Culte de Thoth et héritage
Le principal centre de culte de Thot se trouvait à Hermopolis, mais il était largement vénéré dans tout le pays d'Égypte. Comme pour les autres dieux, ses temples et sanctuaires servaient de point de convergence pour la communauté et de source de conseils, d'avis spirituels et d'aide générale pour obtenir de la nourriture ou des soins médicaux. Les prêtres de Thot étaient des scribes très instruits et son culte était étroitement associé à la classe dirigeante.
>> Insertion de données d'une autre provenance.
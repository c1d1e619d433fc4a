//! Domain model (ids, operations, status, decisions, errors).

pub mod decision;
pub mod errors;
pub mod ids;
pub mod operation;
pub mod status;

pub use decision::Decision;
pub use errors::{DeliveryError, RelayError, StoreError};
pub use ids::OperationId;
pub use operation::{
    DeliveryResponse, Method, NewOperation, OutgoingRequest, QueuedOperation,
    is_credential_header,
};
pub use status::{DrainSummary, QueueStats, QueueStatus};
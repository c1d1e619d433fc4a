//! App - `RequestQueue` を動かすバックグラウンド処理
//!
//! # 主要コンポーネント
//! - **NetworkMonitor**: 接続状態の遷移を配信（任意でポーリング probe）
//! - **DrainScheduler**: backoff 中のエントリのための定期 `process()`

mod background;
pub mod network_monitor;
pub mod scheduler;

pub use self::background::BackgroundTask;
pub use self::network_monitor::NetworkMonitor;
pub use self::scheduler::DrainScheduler;
use std::path::PathBuf;
use std::sync::Arc;
use std::sync::atomic::{AtomicU32, Ordering};

use anyhow::Context;
use async_trait::async_trait;
use serde::Deserialize;
use serde_json::json;
use tokio::time::{Duration, sleep};
use tracing_subscriber::EnvFilter;

use relay_core::domain::{DeliveryError, DeliveryResponse, NewOperation, OutgoingRequest, QueueStatus, QueuedOperation};
use relay_core::impls::StoreConfig;
use relay_core::ports::{QueueEvents, TokenProvider, Transport};
use relay_core::queue::{QueueConfig, RequestQueueBuilder};
use relay_core::resilience::{BackoffConfig, BreakerConfig};
use relay_core::{DrainScheduler, NetworkMonitor};

#[derive(Debug, Deserialize)]
struct OrderPayload {
    sku: String,
    qty: u32,
}

/// Pretend order API: answers 503 a few times, 404 for unknown orders.
struct FlakyOrderApi {
    remaining_failures: AtomicU32,
}

impl FlakyOrderApi {
    fn new(n: u32) -> Self {
        Self {
            remaining_failures: AtomicU32::new(n),
        }
    }
}

#[async_trait]
impl Transport for FlakyOrderApi {
    async fn send(&self, request: OutgoingRequest) -> Result<DeliveryResponse, DeliveryError> {
        if request.target.ends_with("/missing") {
            return Err(DeliveryError::Status {
                code: 404,
                body: Some("no such order".into()),
            });
        }

        let left = self.remaining_failures.load(Ordering::Relaxed);
        if left > 0 {
            self.remaining_failures.fetch_sub(1, Ordering::Relaxed);
            return Err(DeliveryError::status(503));
        }

        if request.body.is_null() {
            tracing::info!(method = %request.method, target = %request.target, "accepted");
            return Ok(DeliveryResponse::new(204, serde_json::Value::Null));
        }

        let order: OrderPayload = serde_json::from_value(request.body.clone())
            .map_err(|e| DeliveryError::Rejected(format!("json decode: {e}")))?;
        tracing::info!(
            method = %request.method,
            target = %request.target,
            sku = %order.sku,
            qty = order.qty,
            authorized = request.header("authorization").is_some(),
            "order accepted"
        );
        Ok(DeliveryResponse::new(201, json!({ "sku": order.sku })))
    }
}

struct SessionToken;

#[async_trait]
impl TokenProvider for SessionToken {
    async fn token(&self) -> Result<String, DeliveryError> {
        Ok("demo-session-token".to_string())
    }
}

struct LogEvents;

impl QueueEvents for LogEvents {
    fn on_success(&self, op: &QueuedOperation, response: &DeliveryResponse) {
        tracing::info!(op_id = %op.id, status = response.status, "delivered");
    }

    fn on_failure(&self, op: &QueuedOperation, error: &DeliveryError) {
        tracing::warn!(op_id = %op.id, %error, "gave up");
    }

    fn on_retry(&self, op: &QueuedOperation, error: &DeliveryError, delay: std::time::Duration) {
        tracing::info!(op_id = %op.id, retries = op.retries, ?delay, %error, "will retry");
    }

    fn on_status_change(&self, status: QueueStatus) {
        tracing::info!(%status, "queue status");
    }
}

async fn load_config() -> anyhow::Result<QueueConfig> {
    let mut config = match std::env::var("RELAY_CONFIG") {
        Ok(path) => QueueConfig::load(&path)
            .await
            .with_context(|| format!("loading queue config from {path}"))?,
        Err(_) => QueueConfig {
            backoff: BackoffConfig {
                initial_delay: Duration::from_millis(200),
                max_delay: Duration::from_secs(2),
                ..BackoffConfig::default()
            },
            breaker: Some(BreakerConfig {
                failure_threshold: 5,
                success_threshold: 1,
                reset_timeout: Duration::from_secs(2),
            }),
            ..QueueConfig::default()
        },
    };

    if let Ok(dir) = std::env::var("RELAY_STORE_DIR") {
        config.store = StoreConfig::File { path: PathBuf::from(dir) };
    } else if config.store == StoreConfig::Memory {
        config.store = StoreConfig::File {
            path: std::env::temp_dir().join("relay-demo"),
        };
    }

    config.validate()?;
    Ok(config)
}

#[tokio::main]
async fn main() -> anyhow::Result<()> {
    tracing_subscriber::fmt()
        .with_env_filter(EnvFilter::try_from_default_env().unwrap_or_else(|_| EnvFilter::new("info")))
        .init();

    let config = load_config().await?;
    tracing::info!(store = ?config.store, "starting relay demo");

    // (A) Queue starts offline; anything left from a previous run is restored.
    let monitor = NetworkMonitor::new(false);
    let queue = RequestQueueBuilder::new(Arc::new(FlakyOrderApi::new(2)))
        .config(config)
        .token_provider(Arc::new(SessionToken))
        .events(Arc::new(LogEvents))
        .online(monitor.is_online())
        .build()
        .await
        .context("building request queue")?;
    tracing::info!(restored = queue.pending_count(), "queue ready");

    let link = monitor.attach(queue.clone());
    let scheduler = DrainScheduler::spawn(queue.clone(), Duration::from_millis(250));

    // (B) Enqueue while offline. The stale Authorization header never hits disk.
    queue
        .enqueue(
            NewOperation::post("/orders")
                .with_body(json!({ "sku": "WIDGET-1", "qty": 3 }))
                .with_header("Authorization", "Bearer stale")
                .with_priority(5),
        )
        .await?;
    queue
        .enqueue(NewOperation::put("/orders/42").with_body(json!({ "sku": "GADGET-9", "qty": 1 })))
        .await?;
    queue.enqueue(NewOperation::delete("/orders/missing")).await?;
    tracing::info!(pending = queue.pending_count(), status = %queue.status(), "queued while offline");

    // (C) Connectivity comes back; draining starts on its own.
    sleep(Duration::from_millis(500)).await;
    monitor.report(true);

    let drained = tokio::time::timeout(Duration::from_secs(15), async {
        while !queue.is_empty() {
            sleep(Duration::from_millis(100)).await;
        }
    })
    .await;
    if drained.is_err() {
        tracing::warn!(pending = queue.pending_count(), "gave up waiting; entries stay persisted");
    }

    // (D) Shut down background tasks and report.
    scheduler.shutdown_and_join().await;
    drop(monitor);
    link.await.context("network monitor task")?;

    println!("{}", serde_json::to_string_pretty(&queue.stats())?);
    Ok(())
}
Cependant, comme le souligne Wilkinson, la monarchie ou l'élite cultivée n'étaient pas les seules à admirer Thot :
L'apparition de Thot dans les noms de plusieurs monarques du Nouvel Empire montre une acceptation et un patronage royaux importants du culte du dieu, mais des références antérieures à des offrandes faites dans des tombes privées à l'occasion de la fête de Thot montrent également l'importance de ce dieu pour des individus non royaux et son culte semble avoir toujours eu une large base parmi les anciens Égyptiens... On trouve des amulettes représentant le dieu sous la forme d'un ibis ou d'un homme à tête d'ibis - tenant parfois l'œil divin oudjat, bien que celles le représentant sous la forme d'un babouin soient plus courantes. Ces amulettes étaient portées de leur vivant, vraisemblablement par des scribes. Les pouvoirs magiques et de sorcellerie attribués à Thot faisaient qu'il était naturellement invoqué dans de nombreux sorts utilisés dans la magie et la religion populaires. (216-217)
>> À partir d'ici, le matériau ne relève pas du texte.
//! Operation model: what callers enqueue, what gets persisted, and what the
//! transport finally sees.

use std::collections::BTreeMap;
use std::fmt;

use chrono::{DateTime, Utc};
use serde::{Deserialize, Serialize};
use serde_json::{Map, Value};

use super::ids::OperationId;

/// Header names that must never be persisted (compared case-insensitively).
pub const CREDENTIAL_HEADERS: &[&str] = &[
    "authorization",
    "proxy-authorization",
    "cookie",
    "x-api-key",
    "x-auth-token",
];

/// Header injected from the token provider right before a call.
pub const AUTHORIZATION_HEADER: &str = "Authorization";

pub fn is_credential_header(name: &str) -> bool {
    CREDENTIAL_HEADERS
        .iter()
        .any(|forbidden| forbidden.eq_ignore_ascii_case(name))
}

/// State-mutating HTTP methods.
#[derive(Debug, Clone, Copy, PartialEq, Eq, Hash, Serialize, Deserialize)]
#[serde(rename_all = "UPPERCASE")]
pub enum Method {
    Post,
    Put,
    Patch,
    Delete,
}

impl Method {
    pub fn as_str(self) -> &'static str {
        match self {
            Method::Post => "POST",
            Method::Put => "PUT",
            Method::Patch => "PATCH",
            Method::Delete => "DELETE",
        }
    }
}

impl fmt::Display for Method {
    fn fmt(&self, f: &mut fmt::Formatter<'_>) -> fmt::Result {
        f.write_str(self.as_str())
    }
}

/// An operation as submitted by the caller, before the queue assigns
/// identity and bookkeeping.
#[derive(Debug, Clone, PartialEq)]
pub struct NewOperation {
    pub method: Method,
    pub target: String,
    pub body: Value,
    pub headers: BTreeMap<String, String>,
    pub priority: Option<i32>,
    pub meta: Map<String, Value>,
}

impl NewOperation {
    pub fn new(method: Method, target: impl Into<String>) -> Self {
        Self {
            method,
            target: target.into(),
            body: Value::Null,
            headers: BTreeMap::new(),
            priority: None,
            meta: Map::new(),
        }
    }

    pub fn post(target: impl Into<String>) -> Self {
        Self::new(Method::Post, target)
    }

    pub fn put(target: impl Into<String>) -> Self {
        Self::new(Method::Put, target)
    }

    pub fn patch(target: impl Into<String>) -> Self {
        Self::new(Method::Patch, target)
    }

    pub fn delete(target: impl Into<String>) -> Self {
        Self::new(Method::Delete, target)
    }

    pub fn with_body(mut self, body: Value) -> Self {
        self.body = body;
        self
    }

    pub fn with_header(mut self, name: impl Into<String>, value: impl Into<String>) -> Self {
        self.headers.insert(name.into(), value.into());
        self
    }

    pub fn with_priority(mut self, priority: i32) -> Self {
        self.priority = Some(priority);
        self
    }

    pub fn with_meta(mut self, key: impl Into<String>, value: Value) -> Self {
        self.meta.insert(key.into(), value);
        self
    }
}

/// A pending operation. This is exactly the record the store persists.
///
/// Invariants:
/// - `headers` never contain a credential header.
/// - `retries` only grows while the entry exists.
#[derive(Debug, Clone, PartialEq, Serialize, Deserialize)]
pub struct QueuedOperation {
    pub id: OperationId,
    pub method: Method,
    pub target: String,
    #[serde(default)]
    pub body: Value,
    #[serde(default)]
    pub headers: BTreeMap<String, String>,
    pub created_at: DateTime<Utc>,
    #[serde(default)]
    pub retries: u32,
    #[serde(default)]
    pub priority: i32,
    #[serde(default)]
    pub meta: Map<String, Value>,

    /// Earliest instant the next attempt may run (set after a retryable failure).
    #[serde(default, skip_serializing_if = "Option::is_none")]
    pub not_before: Option<DateTime<Utc>>,

    #[serde(default, skip_serializing_if = "Option::is_none")]
    pub last_error: Option<String>,
}

impl QueuedOperation {
    /// Normalize a caller submission: strip credentials, default the priority,
    /// start the retry count at zero.
    pub fn from_new(id: OperationId, created_at: DateTime<Utc>, op: NewOperation) -> Self {
        let headers = op
            .headers
            .into_iter()
            .filter(|(name, _)| !is_credential_header(name))
            .collect();

        Self {
            id,
            method: op.method,
            target: op.target,
            body: op.body,
            headers,
            created_at,
            retries: 0,
            priority: op.priority.unwrap_or(0),
            meta: op.meta,
            not_before: None,
            last_error: None,
        }
    }

    pub fn is_due(&self, now: DateTime<Utc>) -> bool {
        self.not_before.is_none_or(|at| at <= now)
    }

    /// Build the request handed to the transport for this attempt.
    pub fn to_request(&self) -> OutgoingRequest {
        OutgoingRequest {
            id: self.id,
            method: self.method,
            target: self.target.clone(),
            body: self.body.clone(),
            headers: self.headers.clone(),
            attempt: self.retries,
        }
    }
}

/// The fully-resolved request passed to the transport. Never persisted.
#[derive(Debug, Clone, PartialEq)]
pub struct OutgoingRequest {
    pub id: OperationId,
    pub method: Method,
    pub target: String,
    pub body: Value,
    pub headers: BTreeMap<String, String>,

    /// Zero-based attempt number (equals the entry's retry count).
    pub attempt: u32,
}

impl OutgoingRequest {
    pub fn with_bearer(mut self, token: &str) -> Self {
        self.headers
            .insert(AUTHORIZATION_HEADER.to_string(), format!("Bearer {token}"));
        self
    }

    pub fn header(&self, name: &str) -> Option<&str> {
        self.headers
            .iter()
            .find(|(key, _)| key.eq_ignore_ascii_case(name))
            .map(|(_, value)| value.as_str())
    }
}

/// What a successful transport call returns.
#[derive(Debug, Clone, PartialEq, Default)]
pub struct DeliveryResponse {
    pub status: u16,
    pub body: Value,
}

impl DeliveryResponse {
    pub fn new(status: u16, body: Value) -> Self {
        Self { status, body }
    }

    pub fn ok() -> Self {
        Self::new(200, Value::Null)
    }
}
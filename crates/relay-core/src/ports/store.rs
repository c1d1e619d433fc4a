//! OperationStore port - 保留中 operation の永続化
//!
//! store は受け身です（順序付けもリトライもしない）。書き込むのはキューだけで、
//! 再起動後は `get_all` の結果を正本として扱います。
//!
//! # 実装
//! - **InMemoryStore**: テスト用
//! - **FileStore**: 1 operation = 1 JSON ファイル

use async_trait::async_trait;

use crate::domain::{OperationId, QueuedOperation, StoreError};

#[async_trait]
pub trait OperationStore: Send + Sync {
    /// Insert or replace the record with `op.id`.
    async fn put(&self, op: &QueuedOperation) -> Result<(), StoreError>;

    /// Remove a record. Deleting a missing id is not an error.
    async fn delete(&self, id: OperationId) -> Result<(), StoreError>;

    /// Every persisted record, in no particular order.
    async fn get_all(&self) -> Result<Vec<QueuedOperation>, StoreError>;

    async fn clear(&self) -> Result<(), StoreError>;
}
Son centre de culte à Hermopolis était extrêmement populaire. Des ibis et des babouins momifiés étaient vendus aux pèlerins venant au festival comme offrandes votives aux dieux. Les fouilles de la nécropole voisine de Tounah el-Gebel ont révélé des milliers de ces animaux momifiés. Wilkinson écrit : "Un autre grand cimetière d'ibis et de babouins se trouvait à Saqqarah et ces catacombes illustrent bien la popularité persistante de Thot dans la religion des périodes ultérieures (217). La vénération durable de Thot est également reconnue par le nombre d'amulettes à son effigie qui ont été trouvées à différentes périodes de l'histoire de l'Égypte.
Aujourd'hui encore, Thot est reconnu comme une entité spirituelle importante. En dehors des communautés New Age, Wiccan ou Néo-Païennes qui vénèrent le dieu, il est l'une des divinités égyptiennes les plus connues dans la culture populaire. L'Université du Caire a fait de Thot sur son trône son logo et la statuaire du dieu reste l'une des plus populaires et reconnaissables, après les images du roi Toutânkhamon, de la reine Néfertiti et de la déesse Bastet, dans le monde moderne.